#### Exercise brief
Which lines in the data below contain the word "alice"? Return each of them.

(Saved entries)
^^^^

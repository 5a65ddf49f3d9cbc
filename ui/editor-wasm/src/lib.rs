//! LiveStyle editor WASM frontend.
//!
//! Injects a live stylesheet editor into the page: the first `<style>`
//! element becomes the editable surface, its text is persisted to
//! per-origin `localStorage`, and a default stylesheet is fetched on
//! first run. Modularised for extensibility: each concern lives in its
//! own module.

pub mod dom;
pub mod events;
pub mod net;
pub mod store;
pub mod undo;

use gloo_console::warn;
use ls_style_core::ensure_style_initialized;
use wasm_bindgen::prelude::*;

/// WASM entry point – called automatically when the module is instantiated.
#[wasm_bindgen(start)]
pub async fn start() -> Result<(), JsValue> {
    // Improve panic messages in the browser console
    console_error_panic_hook::set_once();

    init().await
}

/// Main initialisation sequence.
async fn init() -> Result<(), JsValue> {
    let els = dom::Elements::bind()?;
    dom::prepare_surface(&els);

    // Bootstrap storage, then always display what the store holds
    let hostname = dom::window().location().hostname().unwrap_or_default();
    let store = store::LocalStyleStore::new();
    match ensure_style_initialized(&store, &net::FetchStyleSource, &hostname).await {
        Ok(text) => dom::set_surface_text(&els, &text),
        // Leave the surface blank; the next page load retries
        Err(err) => warn!(format!("style bootstrap failed: {err}")),
    }

    events::bind_events(&els);

    Ok(())
}
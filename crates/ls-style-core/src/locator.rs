//! Default stylesheet source selection.
//!
//! Picks where the bootstrap fetch goes, purely from the hostname the
//! page is viewed on: personal GitHub Pages sites get their owner's
//! stylesheet, github.com gets the shared one, everything else falls
//! back to a same-origin path.

/// Same-origin fallback path.
pub const LOCAL_STYLES_PATH: &str = "/styles.css";

/// Shared stylesheet used when browsing github.com itself.
pub const SHARED_STYLES_URL: &str =
    "https://raw.githubusercontent.com/d-as/editable-style/master/styles.css";

/// Template for per-user stylesheets: prefix + pages subdomain label + suffix.
pub const USER_STYLES_PREFIX: &str = "https://raw.githubusercontent.com/";
pub const USER_STYLES_SUFFIX: &str = "/editable-style/master/styles.css";

/// Hostname suffix identifying personal GitHub Pages sites.
pub const PAGES_HOST_SUFFIX: &str = ".github.io";

const CODE_HOST: &str = "github.com";

/// Where the default stylesheet comes from.
#[derive(Debug, Clone, PartialEq, Eq)]
pub enum StyleLocator {
    Remote(String),
    Local(&'static str),
}

impl StyleLocator {
    pub fn as_str(&self) -> &str {
        match self {
            StyleLocator::Remote(url) => url,
            StyleLocator::Local(path) => path,
        }
    }
}

/// Derive the bootstrap source from the viewing hostname.
pub fn default_style_locator(hostname: &str) -> StyleLocator {
    if let Some(rest) = hostname.strip_suffix(PAGES_HOST_SUFFIX) {
        // user.github.io -> "user"; deeper subdomains keep the leading label
        if let Some(label) = rest.split('.').next().filter(|l| !l.is_empty()) {
            return StyleLocator::Remote(format!(
                "{USER_STYLES_PREFIX}{label}{USER_STYLES_SUFFIX}"
            ));
        }
    }

    if hostname == CODE_HOST {
        return StyleLocator::Remote(SHARED_STYLES_URL.to_owned());
    }

    StyleLocator::Local(LOCAL_STYLES_PATH)
}

#[cfg(test)]
mod tests {
    use super::*;

    #[test]
    fn personal_pages_host_uses_owner_stylesheet() {
        let locator = default_style_locator("alice.github.io");
        assert_eq!(
            locator,
            StyleLocator::Remote(format!("{USER_STYLES_PREFIX}alice{USER_STYLES_SUFFIX}"))
        );
    }

    #[test]
    fn nested_pages_subdomain_keeps_leading_label() {
        let locator = default_style_locator("docs.alice.github.io");
        assert_eq!(
            locator,
            StyleLocator::Remote(format!("{USER_STYLES_PREFIX}docs{USER_STYLES_SUFFIX}"))
        );
    }

    #[test]
    fn code_host_uses_shared_stylesheet() {
        let locator = default_style_locator("github.com");
        assert_eq!(locator, StyleLocator::Remote(SHARED_STYLES_URL.to_owned()));
    }

    #[test]
    fn other_hosts_fall_back_to_local_path() {
        let locator = default_style_locator("example.com");
        assert_eq!(locator, StyleLocator::Local(LOCAL_STYLES_PATH));
        assert_eq!(locator.as_str(), "/styles.css");
    }

    #[test]
    fn bare_pages_domain_is_not_a_personal_site() {
        assert_eq!(
            default_style_locator("github.io"),
            StyleLocator::Local(LOCAL_STYLES_PATH)
        );
    }
}
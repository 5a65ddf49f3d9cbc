//! Fetch-backed style source.
//!
//! Wraps `window.fetch` and drains the response body stream into one
//! byte buffer for the bootstrap loader to decode.

use crate::dom;
use async_trait::async_trait;
use js_sys::{Reflect, Uint8Array};
use ls_style_core::{StyleError, StyleSource};
use wasm_bindgen::prelude::*;
use wasm_bindgen_futures::JsFuture;
use web_sys::{ReadableStream, ReadableStreamDefaultReader, Request, RequestInit, Response};

pub struct FetchStyleSource;

#[async_trait(?Send)]
impl StyleSource for FetchStyleSource {
    async fn fetch_bytes(&self, url: &str) -> Result<Vec<u8>, StyleError> {
        let net_err = |reason: String| StyleError::Network {
            url: url.to_owned(),
            reason,
        };

        let opts = RequestInit::new();
        opts.set_method("GET");

        let request =
            Request::new_with_str_and_init(url, &opts).map_err(|e| net_err(format!("{e:?}")))?;

        let window = dom::window();
        let resp_value = JsFuture::from(window.fetch_with_request(&request))
            .await
            .map_err(|e| net_err(format!("fetch error: {e:?}")))?;

        let resp: Response = resp_value
            .dyn_into()
            .map_err(|_| net_err("not a Response".to_owned()))?;

        if !resp.ok() {
            return Err(net_err(format!("{} {}", resp.status(), resp.status_text())));
        }

        let body = resp
            .body()
            .ok_or_else(|| net_err("response has no body".to_owned()))?;

        read_all_bytes(&body)
            .await
            .map_err(|e| net_err(format!("stream error: {e:?}")))
    }
}

/// Drain a `ReadableStream` of `Uint8Array` chunks into one buffer.
pub async fn read_all_bytes(stream: &ReadableStream) -> Result<Vec<u8>, JsValue> {
    let reader: ReadableStreamDefaultReader = stream.get_reader().dyn_into()?;

    let mut bytes = Vec::new();
    loop {
        let chunk = JsFuture::from(reader.read()).await?;
        let done = Reflect::get(&chunk, &JsValue::from_str("done"))?
            .as_bool()
            .unwrap_or(true);
        if done {
            break;
        }
        let value = Reflect::get(&chunk, &JsValue::from_str("value"))?;
        bytes.extend(Uint8Array::new(&value).to_vec());
    }
    reader.release_lock();

    Ok(bytes)
}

^^^^

#### Response below
        let locator = default_style_locator("alice.github.io");
            StyleLocator::Remote(format!("{USER_STYLES_PREFIX}alice{USER_STYLES_SUFFIX}"))
        let locator = default_style_locator("docs.alice.github.io");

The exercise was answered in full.